Vorsicht lang
Ich hatte vorhin schon mal einen sehr langen Beitrag geschrieben, aber irgendwie mochte mein Internet dann nicht mehr, also versuche ich in der Kurzversion nochmal von meinem "Problem" zu berichten.
Im Frühling habe ich ihn kennengelernt, wir waren uns sofort symphatisch auf eine freundschaftliche Weise. Wir konnten stundenlang quatschen und so wusste ich natürlich recht bald, dass er verheiratet ist und zwei Kinder im Teenageralter hat. Ich selbst bin Mitte 20, er ist rund zehn Jahre älter. Eigentlich war er auch gar nicht mein Typ- ja eigentlich. Abgesehen davon, dass er nur so groß ist wie ich (was mir mir immer viel zu klein war), war er mir auch noch zu alt und vor allem zu verheiratet. Noch Anfang des Jahres hätte ich wohl eher mir ein Bein abgehackt, als mich auf einen verheirateten Mann einzulassen. So waren wir rund drei Monate nur normal befreundet, konnten uns über alles offen austauschen und sahen uns beinahe täglich oder telefonierten zumindestens. Er hat mir gegenüber immer mit offenen Karten gespielt.
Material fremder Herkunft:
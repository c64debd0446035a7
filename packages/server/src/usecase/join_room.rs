//! UseCase: register a live connection in a room.
//!
//! The operation is split in two phases so the WebSocket handler can
//! reject a join before upgrading the socket without ever mutating state:
//!
//! 1. [`JoinRoomUseCase::authorize`] — read-only checks against the Room
//!    Store (room exists, not cancelled, identity verified and holding a
//!    participant record).
//! 2. [`JoinRoomUseCase::register`] — in-memory registration (presence +
//!    outbound queue) followed by the durable attendance write. The
//!    durable write happens after the in-memory locks are released; if it
//!    fails, the registration is rolled back and the join fails as a
//!    whole, so peers never observe a half-joined connection.

use std::sync::Arc;

use greenroom_shared::time::Clock;

use crate::domain::{
    ConnectionId, DocumentSnapshot, Identity, MessagePusher, OutboundQueue, ParticipantRecord,
    Role, Room, RoomCode, RoomStatus, RoomStore, Timestamp,
};
use crate::infrastructure::document::DocumentStore;
use crate::infrastructure::presence::{LiveConnection, PeerSnapshot, PresenceTracker};

use super::error::JoinError;

/// Proof that an identity may enter a room, produced by `authorize`.
#[derive(Debug, Clone)]
pub struct JoinAuthorization {
    pub room: Room,
    pub participant: ParticipantRecord,
}

/// What a freshly registered connection needs to know.
#[derive(Debug)]
pub struct JoinOutcome {
    pub role: Role,
    /// Members present at registration time, excluding the joiner.
    pub peers: Vec<PeerSnapshot>,
    /// Current shared editor content, replayed to the joiner if present.
    pub snapshot: Option<DocumentSnapshot>,
}

pub struct JoinRoomUseCase {
    store: Arc<dyn RoomStore>,
    presence: Arc<PresenceTracker>,
    documents: Arc<DocumentStore>,
    pusher: Arc<dyn MessagePusher>,
    clock: Arc<dyn Clock>,
}

impl JoinRoomUseCase {
    pub fn new(
        store: Arc<dyn RoomStore>,
        presence: Arc<PresenceTracker>,
        documents: Arc<DocumentStore>,
        pusher: Arc<dyn MessagePusher>,
        clock: Arc<dyn Clock>,
    ) -> Self {
        Self {
            store,
            presence,
            documents,
            pusher,
            clock,
        }
    }

    /// Read-only authorization. Mutates nothing and notifies no peers.
    pub async fn authorize(
        &self,
        code: &RoomCode,
        identity: &Identity,
    ) -> Result<JoinAuthorization, JoinError> {
        if !identity.verified {
            return Err(JoinError::Unauthorized);
        }
        let room = self
            .store
            .get_room(code)
            .await?
            .ok_or(JoinError::RoomNotFound)?;
        if room.status == RoomStatus::Cancelled {
            return Err(JoinError::RoomClosed);
        }
        let participant = self
            .store
            .get_participant(code, identity.user_id)
            .await?
            .ok_or(JoinError::Unauthorized)?;
        Ok(JoinAuthorization { room, participant })
    }

    /// Register the live connection and reflect it into the durable record.
    pub async fn register(
        &self,
        connection: ConnectionId,
        auth: &JoinAuthorization,
        queue: OutboundQueue,
    ) -> Result<JoinOutcome, JoinError> {
        let now = Timestamp::new(self.clock.now_utc_millis());
        let live = LiveConnection {
            id: connection,
            room: auth.room.code.clone(),
            user: auth.participant.user,
            role: auth.participant.role,
            connected_at: now,
        };

        if let Some(displaced) = self.presence.register(live).await {
            tracing::warn!(
                "Connection '{}' re-registered; displaced prior membership in room '{}'",
                connection,
                displaced.room
            );
        }
        self.pusher.register_connection(connection, queue).await;

        if let Err(e) = self
            .store
            .update_participant_presence(
                &auth.room.code,
                auth.participant.user,
                Some(now),
                None,
                true,
            )
            .await
        {
            // fail the whole join rather than leave presence diverging
            // from the durable record
            self.presence.unregister(&connection).await;
            self.pusher.unregister_connection(&connection).await;
            return Err(JoinError::Store(e));
        }

        let peers = self.presence.list_peers(&auth.room.code, Some(&connection)).await;
        let snapshot = self.documents.get(&auth.room.code).await;
        tracing::info!(
            "User {} joined room '{}' as {:?} (connection '{}')",
            auth.participant.user,
            auth.room.code,
            auth.participant.role,
            connection
        );
        Ok(JoinOutcome {
            role: auth.participant.role,
            peers,
            snapshot,
        })
    }

    /// Fan a pre-serialized `peer_joined` event out to everyone else in
    /// the room.
    pub async fn broadcast_peer_joined(
        &self,
        room: &RoomCode,
        joined: &ConnectionId,
        message: &str,
    ) {
        let targets: Vec<ConnectionId> = self
            .presence
            .list_peers(room, Some(joined))
            .await
            .into_iter()
            .map(|peer| peer.connection)
            .collect();
        if let Err(e) = self.pusher.broadcast(targets, message).await {
            tracing::warn!("Failed to broadcast peer-joined in room '{}': {}", room, e);
        }
    }
}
Wir waren wirklich gute Freunde, sehr vertraut, immer ehrlich, aber es war nie "mehr" dabei. Bis zu diesem Abend im Juni. Wir haben uns nach der Arbeit auf ein Feierabendbier gertroffen, wie schon öfters davor. Aus Flachs meinte ich dann, ob er mir den Nacken massieren könne, weil dieser so verspannt sei. Ich bin eine typische Bürostuhltäterin und neige dann leider zu Verspannungen. Es gab's auch schon vorher, dass er mir manchmal aus Jux so ein bisschen den Nacken massierte oder ich ihm. Also fing er an meinen Nacken zu bearbeiten, meinte aber recht bald, dass er die ihm abgewandte rechte Seite nicht erreiche. Da wir auf so großen Stufen saßen, bin ich dann ein Stück nach vorne geruscht und er ist hinter mich geruscht, um sich (breitbeinig) hinzusetzen. Sein Glas hatte er dann schon neben mich gestellt und ich ließ nach einer Weile entspannt mein Kinn auf meine Brust sinken, als ich plötzlich seine Lippen an meinem Nacken spürte. Mir wurde im gleichen Augenblick heiß und kalt und mindestens ebenso übel. Da saß ich nun, genau wissend, dass er verheiratet ist und Familie hat. Eine gefühlte Ewigkeit habe ich mich nicht bewegt, habe krampfhaft die Augen zusammengepresst und überlegt, während ich langsam tiefrot wurde. Dann hob ich den Kopf, drehte mich zu ihm um und meinte nur sehr sinnig. "Frechdachs." Wie er mir selbst Monate später erzählte, ist er in dem Moment auf volles Risiko gegangen und hatte eigentlich erwartet, das ich ihn (verbal) ohrfeige. Wir hatten uns darüber unterhalten, sind beide altmodisch und grade mir war die Ehe immer heilig. Sex verbinde ich immer mit Liebe, ich könnte nie mit jemanden schlafen ohne Gefühle und das geht ihm genauso. Aber ab dem Moment war's, als sei in meinem Kopf ein Schalter umgelegt wurden. Natürlich wusste und weiß ich immer noch, dass er verheiratet ist und wenn ich daran denke, ekel ich mir vor mich selbst. Natürlich weiß ich, wie mies das gegenüber seiner Frau und seinen Kindern ist.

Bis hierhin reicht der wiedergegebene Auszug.